When configuring a DiffServ-aware traffic engineered LSP, you specify the class type and the bandwidth associated with it. The following occurs when an LSP is established with bandwidth reservation from a specific class type:
CSPF also checks to ensure that the bandwidth model is configured consistently on each router participating in the LSP. If the bandwidth model is inconsistent, CSPF does not compute the path (except for LSPs from class type ct0).
An LSP that requires bandwidth from a particular class (except class type ct0) cannot be established through routers that do not understand the Classtype object. Preventing the use of routers that do not understand the Classtype object helps to ensure consistency throughout the Differentiated Services domain by preventing the LSP from using a router that cannot support Differentiated Services.
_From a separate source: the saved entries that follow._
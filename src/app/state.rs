use crate::error::{AppError, Result};
use crate::records::{Preset, Records, Transforms};

/// The ordered preset list plus the file it is persisted to.
///
/// Mutations here are in-memory only; callers persist with [`PresetStore::save_settings`].
/// Names are not unique: lookups act on the first preset whose display name matches.
#[derive(Debug)]
pub struct PresetStore {
    records: Records,
    presets: Vec<Preset>,
}

impl PresetStore {
    /// Start with an empty list; nothing is read until [`PresetStore::load_settings`].
    pub fn new(records: Records) -> Self {
        Self {
            records,
            presets: Vec::new(),
        }
    }

    pub fn with_presets(records: Records, presets: Vec<Preset>) -> Self {
        Self { records, presets }
    }

    pub fn records(&self) -> &Records {
        &self.records
    }

    pub fn presets(&self) -> &[Preset] {
        &self.presets
    }

    pub fn len(&self) -> usize {
        self.presets.len()
    }

    pub fn is_empty(&self) -> bool {
        self.presets.is_empty()
    }

    /// Replace the list with the settings file contents. A missing file keeps the
    /// current list; a broken one leaves the list empty and returns the error.
    pub fn load_settings(&mut self) -> Result<()> {
        match self.records.load_presets() {
            Ok(Some(presets)) => {
                log::debug!(
                    "Loaded {} presets from {}",
                    presets.len(),
                    self.records.settings_path().display()
                );
                self.presets = presets;
                Ok(())
            }
            Ok(None) => Ok(()),
            Err(err) => {
                self.presets.clear();
                Err(err)
            }
        }
    }

    pub fn save_settings(&self) -> Result<()> {
        self.records.save_presets(&self.presets)?;
        log::debug!(
            "Saved {} presets to {}",
            self.presets.len(),
            self.records.settings_path().display()
        );
        Ok(())
    }

    /// Display names in list order.
    pub fn preset_names(&self) -> Vec<String> {
        self.presets.iter().map(Preset::display_name).collect()
    }

    /// One past the highest `order`, or 1 for an empty list. Saturates at `i64::MAX`.
    pub fn next_preset_number(&self) -> i64 {
        self.presets
            .iter()
            .map(|preset| preset.order)
            .max()
            .map_or(1, |highest| highest.saturating_add(1))
    }

    pub fn find(&self, display_name: &str) -> Option<&Preset> {
        self.presets
            .iter()
            .find(|preset| preset.matches_display_name(display_name))
    }

    pub fn transforms_from_name(&self, display_name: &str) -> Result<Transforms> {
        self.find(display_name)
            .map(|preset| preset.transforms.clone())
            .ok_or_else(|| AppError::not_found(display_name))
    }

    /// Append a preset numbered after the current highest `order`.
    pub fn add_preset(&mut self, name: impl Into<String>, transforms: Transforms) -> &Preset {
        let preset = Preset::new(self.next_preset_number(), name, transforms);
        self.presets.push(preset);
        &self.presets[self.presets.len() - 1]
    }

    /// Remove the first preset with this display name, leaving later duplicates.
    pub fn remove_preset(&mut self, display_name: &str) -> Result<Preset> {
        let index = self
            .presets
            .iter()
            .position(|preset| preset.matches_display_name(display_name))
            .ok_or_else(|| AppError::not_found(display_name))?;
        Ok(self.presets.remove(index))
    }
}

#[cfg(test)]
mod tests {
    use super::*;

    fn preset(order: i64, name: &str) -> Preset {
        Preset::new(order, name, Transforms::new(format!("{name}-in"), "view", "look"))
    }

    fn store_with(presets: Vec<Preset>) -> PresetStore {
        PresetStore::with_presets(Records::with_path("unused/presets.json"), presets)
    }

    #[test]
    fn next_number_starts_at_one() {
        assert_eq!(store_with(Vec::new()).next_preset_number(), 1);
    }

    #[test]
    fn next_number_follows_highest_order() {
        let store = store_with(vec![preset(3, "a"), preset(1, "b"), preset(4, "c")]);
        assert_eq!(store.next_preset_number(), 5);
    }

    #[test]
    fn names_replace_slashes() {
        let store = store_with(vec![preset(1, "A/B"), preset(2, "C")]);
        assert_eq!(store.preset_names(), vec!["A-B", "C"]);
    }

    #[test]
    fn lookup_uses_display_name() {
        let store = store_with(vec![preset(1, "Shots/Day")]);

        let transforms = store.transforms_from_name("Shots-Day").expect("found");
        assert_eq!(transforms.idt, "Shots/Day-in");

        let err = store.transforms_from_name("Shots/Day").expect_err("raw name misses");
        assert!(err.is_not_found());
    }

    #[test]
    fn remove_takes_only_first_duplicate() {
        let mut store = store_with(vec![preset(1, "Dup"), preset(2, "Keep"), preset(3, "Dup")]);

        let removed = store.remove_preset("Dup").expect("removed");

        assert_eq!(removed.order, 1);
        assert_eq!(store.preset_names(), vec!["Keep", "Dup"]);
        assert_eq!(store.presets()[1].order, 3);
    }

    #[test]
    fn remove_miss_leaves_list_alone() {
        let mut store = store_with(vec![preset(1, "A")]);
        assert!(store.remove_preset("B").expect_err("miss").is_not_found());
        assert_eq!(store.len(), 1);
    }

    #[test]
    fn add_numbers_after_gaps() {
        let mut store = store_with(vec![preset(2, "A"), preset(9, "B")]);
        let added = store.add_preset("C", Transforms::default());
        assert_eq!(added.order, 10);
        assert_eq!(store.preset_names(), vec!["A", "B", "C"]);
    }

    #[test]
    fn broken_settings_file_empties_list() {
        let dir = tempfile::tempdir().expect("tempdir");
        let path = dir.path().join("presets.json");
        std::fs::write(&path, "[{\"order\": \"nope\"}]").expect("write");

        let mut store = PresetStore::with_presets(Records::with_path(&path), vec![preset(1, "A")]);

        assert!(store.load_settings().is_err());
        assert!(store.is_empty());
    }

    #[test]
    fn next_number_saturates_at_largest_order() {
        let dir = tempfile::tempdir().expect("tempdir");
        let path = dir.path().join("presets.json");
        std::fs::write(
            &path,
            r#"[{"order": 9223372036854775807, "name": "Last", "IDT": "a", "ODT": "b", "Look": "c"}]"#,
        )
        .expect("write");

        let mut store = PresetStore::new(Records::with_path(&path));
        store.load_settings().expect("load");

        assert_eq!(store.next_preset_number(), i64::MAX);
        assert_eq!(store.add_preset("Next", Transforms::default()).order, i64::MAX);
    }

    #[test]
    fn orders_outside_u32_load_and_survive_a_save() {
        let dir = tempfile::tempdir().expect("tempdir");
        let path = dir.path().join("presets.json");
        std::fs::write(
            &path,
            r#"[
                {"order": 1, "name": "Keep", "IDT": "a", "ODT": "b", "Look": "c"},
                {"order": -1, "name": "Negative", "IDT": "a", "ODT": "b", "Look": "c"},
                {"order": 4294967295, "name": "Big", "IDT": "a", "ODT": "b", "Look": "c"}
            ]"#,
        )
        .expect("write");

        let mut store = PresetStore::new(Records::with_path(&path));
        store.load_settings().expect("load");
        assert_eq!(store.preset_names(), vec!["Keep", "Negative", "Big"]);
        assert_eq!(store.next_preset_number(), 4_294_967_296);

        store.add_preset("New", Transforms::default());
        store.save_settings().expect("save");

        let mut reloaded = PresetStore::new(Records::with_path(&path));
        reloaded.load_settings().expect("reload");
        assert_eq!(reloaded.preset_names(), vec!["Keep", "Negative", "Big", "New"]);
        assert_eq!(reloaded.presets()[1].order, -1);
    }

    #[test]
    fn missing_settings_file_keeps_list() {
        let dir = tempfile::tempdir().expect("tempdir");
        let records = Records::with_path(dir.path().join("OCIO_Presets").join("p.json"));
        let mut store = PresetStore::with_presets(records, vec![preset(1, "A")]);

        store.load_settings().expect("missing file is fine");
        assert_eq!(store.len(), 1);
    }
}
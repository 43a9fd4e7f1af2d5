use std::env;
use std::path::{Path, PathBuf};

use crate::records::Transforms;

pub const SETTINGS_DIR_NAME: &str = "OCIO_Presets";
pub const SETTINGS_FILE_NAME: &str = "ocioPresetsConfig.json";

pub const PLUGIN_DIR_ENV: &str = "OCIO_PRESETS_PLUGIN_DIR";
pub const SESSION_CONFIG_ENV: &str = "OCIO_PRESETS_CONFIG";
pub const SESSION_IDT_ENV: &str = "OCIO_PRESETS_IDT";
pub const SESSION_ODT_ENV: &str = "OCIO_PRESETS_ODT";
pub const SESSION_LOOK_ENV: &str = "OCIO_PRESETS_LOOK";

/// Color state the standalone session starts from.
#[derive(Debug, Clone, PartialEq, Eq)]
pub struct SessionDefaults {
    pub config: String,
    pub transforms: Transforms,
}

#[derive(Debug, Clone)]
pub struct PresetsConfig {
    pub plugin_dir: PathBuf,
    pub settings_dir_name: String,
    pub settings_file_name: String,
    pub session: SessionDefaults,
}

impl PresetsConfig {
    /// Defaults rooted next to the running executable.
    pub fn builtin() -> Self {
        let plugin_dir = env::current_exe()
            .ok()
            .and_then(|exe| exe.parent().map(Path::to_path_buf))
            .unwrap_or_else(|| PathBuf::from("."));
        Self::for_plugin_dir(plugin_dir)
    }

    pub fn for_plugin_dir(plugin_dir: impl Into<PathBuf>) -> Self {
        Self {
            plugin_dir: plugin_dir.into(),
            settings_dir_name: SETTINGS_DIR_NAME.to_string(),
            settings_file_name: SETTINGS_FILE_NAME.to_string(),
            session: SessionDefaults {
                config: "ocio://default".to_string(),
                transforms: Transforms::new(
                    "ACES - ACEScg",
                    "sRGB - Display / ACES 1.0 - SDR Video",
                    "None",
                ),
            },
        }
    }

    /// Builtin defaults with the process environment applied on top.
    pub fn from_env() -> Self {
        Self::builtin().with_overrides(|key| env::var(key).ok())
    }

    /// Apply overrides from any key/value source; blank values are ignored.
    pub fn with_overrides<F>(mut self, lookup: F) -> Self
    where
        F: Fn(&str) -> Option<String>,
    {
        let get = |key: &str| lookup(key).filter(|value| !value.trim().is_empty());

        if let Some(dir) = get(PLUGIN_DIR_ENV) {
            self.plugin_dir = PathBuf::from(dir);
        }
        if let Some(config) = get(SESSION_CONFIG_ENV) {
            self.session.config = config;
        }
        if let Some(idt) = get(SESSION_IDT_ENV) {
            self.session.transforms.idt = idt;
        }
        if let Some(odt) = get(SESSION_ODT_ENV) {
            self.session.transforms.odt = odt;
        }
        if let Some(look) = get(SESSION_LOOK_ENV) {
            self.session.transforms.look = look;
        }
        self
    }

    pub fn settings_dir(&self) -> PathBuf {
        self.plugin_dir.join(&self.settings_dir_name)
    }

    pub fn settings_path(&self) -> PathBuf {
        self.settings_dir().join(&self.settings_file_name)
    }
}

impl Default for PresetsConfig {
    fn default() -> Self {
        Self::builtin()
    }
}
use std::fs;
use std::path::{Path, PathBuf};

use crate::config::PresetsConfig;
use crate::error::{Context, Result};

pub mod presets;

pub use presets::{load_preset_list, save_preset_list, to_settings_json, Preset, Transforms};

/// Facade that keeps settings-file persistence isolated from the rest of the app.
#[derive(Debug, Clone)]
pub struct Records {
    settings_path: PathBuf,
}

impl Records {
    pub fn for_config(config: &PresetsConfig) -> Self {
        Self::with_path(config.settings_path())
    }

    pub fn with_path<P: Into<PathBuf>>(settings_path: P) -> Self {
        Self {
            settings_path: settings_path.into(),
        }
    }

    pub fn settings_path(&self) -> &Path {
        &self.settings_path
    }

    pub fn settings_dir(&self) -> Option<&Path> {
        self.settings_path
            .parent()
            .filter(|dir| !dir.as_os_str().is_empty())
    }

    /// Create the settings directory if needed. Only the last level is created;
    /// a missing plugin directory is reported as an error.
    pub fn prepare(&self) -> Result<()> {
        let Some(dir) = self.settings_dir() else {
            return Ok(());
        };
        if !dir.exists() {
            fs::create_dir(dir).with_context(|| {
                format!("Failed to create settings directory {}", dir.display())
            })?;
            log::debug!("Created settings directory {}", dir.display());
        }
        Ok(())
    }

    /// Load the stored presets, `Ok(None)` when no settings file exists yet.
    pub fn load_presets(&self) -> Result<Option<Vec<Preset>>> {
        if !self.settings_path.exists() {
            return Ok(None);
        }
        load_preset_list(&self.settings_path)
    }

    pub fn save_presets(&self, presets: &[Preset]) -> Result<()> {
        self.prepare()?;
        save_preset_list(&self.settings_path, presets)
    }
}
use log::{error, info};

use crate::app::{controller::PresetsController, state::PresetStore};
use crate::config::PresetsConfig;
use crate::error::Result;
use crate::host::{ColorManagement, ColorSession};
use crate::records::Records;
use crate::ui::{TerminalMenuHost, TerminalPresetDialog};

/// Entry point used by `main`: wire the store to a terminal host and serve menu selections.
pub fn run(config: PresetsConfig) -> Result<()> {
    let records = Records::for_config(&config);
    info!("Using preset settings at {}", records.settings_path().display());

    let mut controller = PresetsController::new(
        PresetStore::new(records),
        ColorSession::from_defaults(&config.session),
        TerminalMenuHost::default(),
        TerminalPresetDialog,
    );
    controller.start();

    loop {
        let config_name = controller.color().ocio_config();
        let transforms = controller.current_transforms();
        let Some(action) = controller
            .menu_host_mut()
            .run_menu(&config_name, &transforms)?
        else {
            return Ok(());
        };

        if let Err(err) = controller.dispatch(&action) {
            error!("{err:#}");
        }
    }
}
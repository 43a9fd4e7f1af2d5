use std::collections::VecDeque;
use std::fs;

use ocio_presets::config::PresetsConfig;
use ocio_presets::host::{ColorManagement, ColorSession, MenuHost, PresetDialog};
use ocio_presets::menu::{MenuAction, Menus};
use ocio_presets::records::Records;
use ocio_presets::{PresetStore, PresetsController, Result, Transforms};

#[derive(Default)]
struct Published(Vec<Menus>);

impl MenuHost for Published {
    fn publish(&mut self, menus: Menus) {
        self.0.push(menus);
    }
}

struct Answers(VecDeque<Option<String>>);

impl PresetDialog for Answers {
    fn prompt_preset_name(&mut self) -> Result<Option<String>> {
        Ok(self.0.pop_front().flatten())
    }
}

fn controller(
    config: &PresetsConfig,
    session: ColorSession,
    names: &[&str],
) -> PresetsController<ColorSession, Published, Answers> {
    let answers = names.iter().map(|name| Some(name.to_string())).collect();
    let mut controller = PresetsController::new(
        PresetStore::new(Records::for_config(config)),
        session,
        Published::default(),
        Answers(answers),
    );
    controller.start();
    controller
}

#[test]
fn presets_survive_a_restart() {
    let plugin_dir = tempfile::tempdir().expect("tempdir");
    let config = PresetsConfig::for_plugin_dir(plugin_dir.path());
    assert!(!config.settings_dir().exists());

    let mut first = controller(
        &config,
        ColorSession::new("studio.ocio", Transforms::new("ACEScg", "sRGB", "None")),
        &["Shots/Day", "Night"],
    );
    first.save_preset().expect("save day");
    first.save_preset().expect("save night");
    let saved = first.store().presets().to_vec();

    assert!(config.settings_path().exists());
    let raw = fs::read_to_string(config.settings_path()).expect("read settings");
    assert!(raw.contains("\n        \"IDT\": \"ACEScg\""));

    let second = controller(
        &config,
        ColorSession::new("studio.ocio", Transforms::default()),
        &[],
    );
    assert_eq!(second.store().presets(), saved.as_slice());
    assert_eq!(second.store().preset_names(), vec!["Shots-Day", "Night"]);
    assert_eq!(second.store().next_preset_number(), 3);
}

#[test]
fn menu_selection_drives_the_session() {
    let plugin_dir = tempfile::tempdir().expect("tempdir");
    let config = PresetsConfig::for_plugin_dir(plugin_dir.path());
    let mut controller = controller(
        &config,
        ColorSession::new("studio.ocio", Transforms::new("Raw", "Rec.709", "Warm")),
        &["X"],
    );

    controller.dispatch(&MenuAction::SavePreset).expect("save");
    let menus = controller.menu_host().0.last().expect("published").clone();
    assert_eq!(
        menus.paths(),
        vec![
            "OCIO/Presets/X",
            "OCIO/Current OCIO Config",
            "OCIO/Save Preset",
            "OCIO/Remove Preset/X",
        ]
    );

    assert_eq!(controller.current_config(), "studio.ocio");

    let apply = menus.get("OCIO/Presets/X").expect("apply entry").clone();
    controller.dispatch(&apply).expect("apply");
    assert_eq!(controller.color().ocio_view(), "Rec.709");

    let remove = menus.get("OCIO/Remove Preset/X").expect("remove entry").clone();
    controller.dispatch(&remove).expect("remove");
    assert!(controller.store().is_empty());
    assert!(controller
        .dispatch(&apply)
        .expect_err("preset is gone")
        .is_not_found());
}

#[test]
fn corrupt_settings_start_empty() {
    let plugin_dir = tempfile::tempdir().expect("tempdir");
    let config = PresetsConfig::for_plugin_dir(plugin_dir.path());
    fs::create_dir(config.settings_dir()).expect("mkdir");
    fs::write(config.settings_path(), "not json").expect("write");

    let controller = controller(
        &config,
        ColorSession::new("cfg", Transforms::default()),
        &[],
    );

    assert!(controller.store().is_empty());
    assert_eq!(controller.menu_host().0.len(), 1);
}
By default, LSPs are signaled with setup priority 7 and holding priority 0. An LSP configured with these values cannot preempt another LSP at setup time and cannot be preempted.
It is possible to have both LSPs configured for DiffServ-aware traffic engineering and regular LSPs configured at the same time on the same physical interfaces. For this type of heterogeneous environment, regular LSPs carry best-effort traffic by default. Traffic carried in the regular LSPs must have the correct EXP settings (either by remarking the EXP settings or by assuming that the traffic arrived with the correct EXP settings from the upstream router).